ZIMBABWE – Zimbabwe has announced a reduction in the sugar tax on beverages, following negotiations with the Confederation of Zimbabwe Industries (CZI).
The initial tax rate of US$0.002 per gram of sugar has been revised to US$0.001, providing relief to both the beverage industry and consumers.
The decision comes after concerns were raised that the original tax rate would surpass the cost of the contents in high-sugar beverages.
The Treasury clarified that the special surtax on sugar content will only be imposed on added sugar.
This adjustment aims to balance the government’s revenue needs while addressing the industry’s and consumers’ concerns about the potential economic impact of the higher tax rate.
Schweppes Zimbabwe, a prominent player in the country’s beverage industry, had responded to the initial tax rate by implementing two price adjustments for its popular Mazoe cordial.

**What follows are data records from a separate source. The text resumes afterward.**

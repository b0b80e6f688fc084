//! Error classification for selective retry.
//!
//! Retry filtering is a set-membership test: every work error carries an
//! [`ErrorKind`] tag, and a policy either accepts any failure (empty set) or
//! only failures whose tag is in its `retry_on` set.

use serde::{Deserialize, Serialize};
use std::borrow::Cow;
use std::error::Error;
use std::fmt;

/// A lightweight classification tag for a failure.
///
/// Kinds are compared by name, so independent crates can agree on a tag
/// without sharing an error type. Well-known tags are provided as associated
/// constants; anything else can be minted with [`ErrorKind::new`].
///
/// # Examples
///
/// ```rust
/// use dogged::kind::ErrorKind;
///
/// const GATEWAY: ErrorKind = ErrorKind::new("gateway");
///
/// assert_eq!(GATEWAY.as_str(), "gateway");
/// assert_ne!(GATEWAY, ErrorKind::TIMEOUT);
/// ```
#[derive(Debug, Clone, PartialEq, Eq, Hash, Serialize, Deserialize)]
#[serde(transparent)]
pub struct ErrorKind(Cow<'static, str>);

impl ErrorKind {
    /// Generic I/O failure.
    pub const IO: ErrorKind = ErrorKind::new("io");

    /// An operation that ran out of time.
    pub const TIMEOUT: ErrorKind = ErrorKind::new("timeout");

    /// A connection that could not be established or was lost.
    pub const CONNECTION: ErrorKind = ErrorKind::new("connection");

    /// The fallback tag for errors that do not classify themselves.
    pub const UNCLASSIFIED: ErrorKind = ErrorKind::new("unclassified");

    /// Create a kind tag from a static name.
    pub const fn new(name: &'static str) -> Self {
        Self(Cow::Borrowed(name))
    }

    /// The tag name.
    pub fn as_str(&self) -> &str {
        &self.0
    }
}

impl fmt::Display for ErrorKind {
    fn fmt(&self, f: &mut fmt::Formatter<'_>) -> fmt::Result {
        f.write_str(&self.0)
    }
}

/// An error whose failures can be classified for retry filtering.
///
/// The provided default tags everything [`ErrorKind::UNCLASSIFIED`], so an
/// empty impl is enough when a caller never filters by kind:
///
/// ```rust
/// use dogged::kind::Classify;
///
/// #[derive(Debug, thiserror::Error)]
/// #[error("widget jammed")]
/// struct WidgetError;
///
/// impl Classify for WidgetError {}
/// ```
///
/// Override [`kind`](Classify::kind) where finer classification exists,
/// typically one tag per variant of a `thiserror` enum:
///
/// ```rust
/// use dogged::kind::{Classify, ErrorKind};
///
/// #[derive(Debug, thiserror::Error)]
/// enum FetchError {
///     #[error("upstream unreachable")]
///     Unreachable,
///     #[error("bad credentials")]
///     Credentials,
/// }
///
/// impl Classify for FetchError {
///     fn kind(&self) -> ErrorKind {
///         match self {
///             FetchError::Unreachable => ErrorKind::CONNECTION,
///             FetchError::Credentials => ErrorKind::new("auth"),
///         }
///     }
/// }
/// ```
pub trait Classify: Error {
    /// The kind tag for this failure.
    fn kind(&self) -> ErrorKind {
        ErrorKind::UNCLASSIFIED
    }
}

impl Classify for std::io::Error {
    fn kind(&self) -> ErrorKind {
        use std::io::ErrorKind as Io;
        match std::io::Error::kind(self) {
            Io::TimedOut | Io::WouldBlock => ErrorKind::TIMEOUT,
            Io::ConnectionRefused
            | Io::ConnectionReset
            | Io::ConnectionAborted
            | Io::NotConnected
            | Io::BrokenPipe
            | Io::UnexpectedEof => ErrorKind::CONNECTION,
            _ => ErrorKind::IO,
        }
    }
}
//! Incremental segment construction.
//!
//! The builder consumes records in ascending key order and emits segments
//! of {1, 2, 4, 8, 16} pages. For a multi-page candidate it fits a line
//! through the window's endpoints and admits the size only if no page
//! induced by that line would exceed the per-page record goal (plus the
//! configured delta) or the physical page capacity; otherwise it falls back
//! to the next smaller size. A single page is always admissible, so every
//! emitted segment satisfies the fill constraint and downstream page loads
//! cannot fail.

use std::collections::VecDeque;

use linea_common::constants::MAX_SEGMENT_PAGE_COUNT;
use linea_common::model::page_for_key;
use linea_common::types::Key;
use linea_common::Line;

use crate::page::{PER_RECORD_METADATA, USABLE_SIZE};

use super::{Record, Segment, SEGMENT_PAGE_COUNTS_DESC};

/// Space reserved on every page for its two fence keys.
const FENCE_RESERVE: usize = 16;

/// Record bytes a page can hold after the header and fences.
const PAGE_CAPACITY: usize = USABLE_SIZE - FENCE_RESERVE;

/// Builds segments from an ordered record stream.
pub struct SegmentBuilder {
    goal: usize,
    delta: usize,
    pending: VecDeque<Record>,
}

impl SegmentBuilder {
    /// Creates a builder targeting `goal` records per page, tolerating an
    /// excess of up to `delta`.
    #[must_use]
    pub fn new(goal: usize, delta: usize) -> Self {
        assert!(goal > 0);
        Self {
            goal,
            delta,
            pending: VecDeque::new(),
        }
    }

    /// Offers the next record. Records must arrive in strictly ascending
    /// key order. Returns the segments completed by this offer, if any.
    pub fn offer(&mut self, record: Record) -> Vec<Segment> {
        debug_assert!(
            self.pending.back().map_or(true, |(key, _)| *key < record.0),
            "records must be offered in ascending key order"
        );
        self.pending.push_back(record);
        if self.pending.len() >= self.goal * MAX_SEGMENT_PAGE_COUNT {
            match self.cut() {
                Some(segment) => vec![segment],
                None => Vec::new(),
            }
        } else {
            Vec::new()
        }
    }

    /// Flushes all pending records into segments.
    pub fn finish(&mut self) -> Vec<Segment> {
        let mut segments = Vec::new();
        while let Some(segment) = self.cut() {
            segments.push(segment);
        }
        segments
    }

    /// Returns the key the next emitted segment will start at, or `None`
    /// when the builder is empty.
    #[must_use]
    pub fn current_base_key(&self) -> Option<Key> {
        self.pending.front().map(|(key, _)| *key)
    }

    /// Convenience for bulk loads: runs a whole sorted dataset through the
    /// builder.
    pub fn build_from_dataset(&mut self, records: impl IntoIterator<Item = Record>) -> Vec<Segment> {
        let mut segments = Vec::new();
        for record in records {
            segments.extend(self.offer(record));
        }
        segments.extend(self.finish());
        segments
    }

    /// Cuts one segment off the front of the pending queue, largest
    /// admissible size first.
    fn cut(&mut self) -> Option<Segment> {
        if self.pending.is_empty() {
            return None;
        }
        for &page_count in SEGMENT_PAGE_COUNTS_DESC {
            if page_count == 1 {
                break;
            }
            let take = self.goal * page_count;
            if self.pending.len() < take {
                continue;
            }
            if let Some(model) = self.fit(take, page_count) {
                return Some(self.take_segment(take, page_count, Some(model)));
            }
        }
        // Single page: no model, bounded by goal and physical capacity.
        let take = self.max_single_page(self.pending.len().min(self.goal));
        Some(self.take_segment(take, 1, None))
    }

    /// Fits a line over the first `take` records for a `page_count`-page
    /// segment, returning it only if every induced page satisfies the fill
    /// constraint.
    fn fit(&mut self, take: usize, page_count: usize) -> Option<Line> {
        let base = self.pending[0].0;
        let last = self.pending[take - 1].0;
        if last <= base {
            return None;
        }
        // Record i sits at position i / goal; anchor the line through the
        // window's endpoints.
        let slope = ((take - 1) as f64 / self.goal as f64) / (last - base) as f64;
        if !slope.is_finite() || slope <= 0.0 || slope > 1.0 {
            return None;
        }
        let model = Line::new(slope, 0.0);

        let mut current_page = 0usize;
        let mut page_records = 0usize;
        let mut page_bytes = 0usize;
        for i in 0..take {
            let (key, value) = &self.pending[i];
            let page = page_for_key(base, &model, page_count, *key);
            if page != current_page {
                current_page = page;
                page_records = 0;
                page_bytes = 0;
            }
            page_records += 1;
            page_bytes += PER_RECORD_METADATA + 8 + value.len();
            if page_records > self.goal + self.delta || page_bytes > PAGE_CAPACITY {
                return None;
            }
        }
        Some(model)
    }

    /// Clamps a single-page record count to the physical page capacity.
    fn max_single_page(&self, take: usize) -> usize {
        let mut bytes = 0usize;
        let mut fitting = 0usize;
        for i in 0..take {
            bytes += PER_RECORD_METADATA + 8 + self.pending[i].1.len();
            if bytes > PAGE_CAPACITY {
                break;
            }
            fitting += 1;
        }
        debug_assert!(fitting > 0, "a single record exceeds page capacity");
        fitting.max(1)
    }

    fn take_segment(&mut self, take: usize, page_count: usize, model: Option<Line>) -> Segment {
        let records: Vec<Record> = self.pending.drain(..take).collect();
        Segment {
            base_key: records[0].0,
            page_count,
            model,
            records,
        }
    }
}

impl std::fmt::Debug for SegmentBuilder {
    fn fmt(&self, f: &mut std::fmt::Formatter<'_>) -> std::fmt::Result {
        f.debug_struct("SegmentBuilder")
            .field("goal", &self.goal)
            .field("delta", &self.delta)
            .field("pending", &self.pending.len())
            .finish()
    }
}

#[cfg(test)]
mod tests {
    use super::*;
    use bytes::Bytes;

    const GOAL: usize = 10;
    const DELTA: usize = 2;

    fn record(key: Key) -> Record {
        (key, Bytes::from_static(b"0123456789abcdef"))
    }

    fn check_fill(seg: &Segment) {
        let Some(model) = &seg.model else {
            assert!(seg.records.len() <= GOAL);
            return;
        };
        let mut counts = vec![0usize; seg.page_count];
        for (key, _) in &seg.records {
            counts[page_for_key(seg.base_key, model, seg.page_count, *key)] += 1;
        }
        for count in counts {
            assert!(count <= GOAL + DELTA);
        }
    }

    #[test]
    fn test_uniform_keys_build_max_segments() {
        let mut builder = SegmentBuilder::new(GOAL, DELTA);
        let mut segments = Vec::new();
        for key in 0..(GOAL as u64 * 64) {
            segments.extend(builder.offer(record(key * 10)));
        }
        segments.extend(builder.finish());

        assert!(!segments.is_empty());
        // Evenly spaced keys pack into maximal segments.
        assert_eq!(segments[0].page_count, MAX_SEGMENT_PAGE_COUNT);
        let total: usize = segments.iter().map(|s| s.records.len()).sum();
        assert_eq!(total, GOAL * 64);
        for seg in &segments {
            check_fill(seg);
        }
    }

    #[test]
    fn test_segments_are_contiguous_and_ordered() {
        let mut builder = SegmentBuilder::new(GOAL, DELTA);
        let keys: Vec<Key> = (0..500u64).map(|i| i * i + 7).collect();
        let segments = builder.build_from_dataset(keys.iter().map(|k| record(*k)));

        let mut replayed = Vec::new();
        for seg in &segments {
            assert_eq!(seg.base_key, seg.records[0].0);
            assert!(SEGMENT_PAGE_COUNTS_DESC.contains(&seg.page_count));
            check_fill(seg);
            replayed.extend(seg.records.iter().map(|(key, _)| *key));
        }
        assert_eq!(replayed, keys);
    }

    #[test]
    fn test_skewed_keys_fall_back_to_smaller_segments() {
        // A dense cluster followed by a sparse tail: a single line over the
        // whole window would overload the first pages.
        let mut builder = SegmentBuilder::new(GOAL, DELTA);
        let mut keys: Vec<Key> = (0..(GOAL as u64 * 8)).collect();
        keys.extend((0..(GOAL as u64 * 8)).map(|i| 1_000_000 + i * 50_000));
        let segments = builder.build_from_dataset(keys.iter().map(|k| record(*k)));

        let total: usize = segments.iter().map(|s| s.records.len()).sum();
        assert_eq!(total, keys.len());
        for seg in &segments {
            check_fill(seg);
            assert!(seg.page_count < MAX_SEGMENT_PAGE_COUNT);
        }
    }

    #[test]
    fn test_current_base_key_tracks_pending() {
        let mut builder = SegmentBuilder::new(GOAL, DELTA);
        assert_eq!(builder.current_base_key(), None);
        builder.offer(record(42));
        assert_eq!(builder.current_base_key(), Some(42));
        builder.offer(record(43));
        assert_eq!(builder.current_base_key(), Some(42));
        let segments = builder.finish();
        assert_eq!(segments.len(), 1);
        assert_eq!(builder.current_base_key(), None);
    }

    #[test]
    fn test_finish_drains_everything() {
        let mut builder = SegmentBuilder::new(GOAL, DELTA);
        for key in 0..(GOAL as u64 * 3 + 5) {
            let emitted = builder.offer(record(key * 3));
            assert!(emitted.is_empty());
        }
        let segments = builder.finish();
        let total: usize = segments.iter().map(|s| s.records.len()).sum();
        assert_eq!(total, GOAL * 3 + 5);
        assert_eq!(builder.current_base_key(), None);
    }
}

The company increased prices by 17 percent for a 2L*6 pack initially and later raised it further to US$24 for the same pack. Schweppes explained that the sugar tax had a more pronounced effect on Mazoe compared to ready-to-drink products, as it was calculated per gram instead of the global norm of per milliliter.
While the reduction in the sugar tax rate is welcomed, industry experts and accountants caution that there are still associated costs for businesses adapting to the revised tax structure.
Companies will need to invest time and resources in updating their systems, processes, and pricing strategies to align with the new regulations.
Schweppes highlighted the impact on working capital stating, “Unlike VAT, the sugar tax is a cost to the business, whose funding carries the cost of money. In the beverage industry, supply to formal retailers and wholesalers comes with longer payment terms. The effect is strain working capital, as the tax has to be paid before customers have paid.”
The reduced tax rate is expected to ease some financial burden, but companies will need to navigate the adjustments required for compliance.
Economists and accountants emphasized that businesses must be prepared to invest in recalibrating accounting software, training staff on new procedures, and making necessary adjustments to stay in compliance with the revised sugar tax regulations.